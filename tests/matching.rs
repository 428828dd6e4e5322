use bimatch::{solve_matching, MatchingError};

#[test]
fn vertex_with_no_edges_stays_unmatched() {
    let adjacency = vec![vec![], vec![(0, 5)], vec![(1, 10)]];
    let result = solve_matching(2, &adjacency).unwrap();
    assert_eq!(result.left_pair, vec![None, Some(0), Some(1)]);
    assert_eq!(result.right_pair, vec![Some(1), Some(2)]);
    assert_eq!(result.weight_sum, 15);
}

#[test]
fn negative_weight_alternative_is_rejected_in_favour_of_a_heavier_matching() {
    let adjacency = vec![vec![(0, 10), (1, -5)], vec![(0, -3), (1, 8)]];
    let result = solve_matching(2, &adjacency).unwrap();
    assert_eq!(result.left_pair, vec![Some(0), Some(1)]);
    assert_eq!(result.weight_sum, 18);
}

#[test]
fn out_of_range_endpoint_is_an_error() {
    let adjacency = vec![vec![(0, 1)], vec![(9, 2)]];
    let err = solve_matching(2, &adjacency).unwrap_err();
    assert_eq!(
        err,
        MatchingError::OutOfRangeEndpoint {
            left: 1,
            right: 9,
            num_right: 2,
        }
    );
}

#[test]
fn empty_adjacency_is_an_error() {
    let adjacency: Vec<Vec<(usize, i64)>> = vec![];
    assert_eq!(
        solve_matching(2, &adjacency).unwrap_err(),
        MatchingError::EmptyVertexSet
    );
    assert_eq!(
        solve_matching::<i64>(0, &[vec![]]).unwrap_err(),
        MatchingError::EmptyVertexSet
    );
}

#[test]
fn disjoint_left_vertices_each_reach_their_own_right_vertex() {
    let adjacency = vec![vec![(0, 3)], vec![(1, 7)], vec![(2, 1)]];
    let result = solve_matching(3, &adjacency).unwrap();
    assert_eq!(result.left_pair, vec![Some(0), Some(1), Some(2)]);
    assert_eq!(result.weight_sum, 11);
}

★ ★ ★ ★ ★

_Assignment_
From the material above, please return each line containing "MatchingError".

_Result of the task_
use bimatch::{solve_matching, MatchingError};
        MatchingError::OutOfRangeEndpoint {
        MatchingError::EmptyVertexSet
        MatchingError::EmptyVertexSet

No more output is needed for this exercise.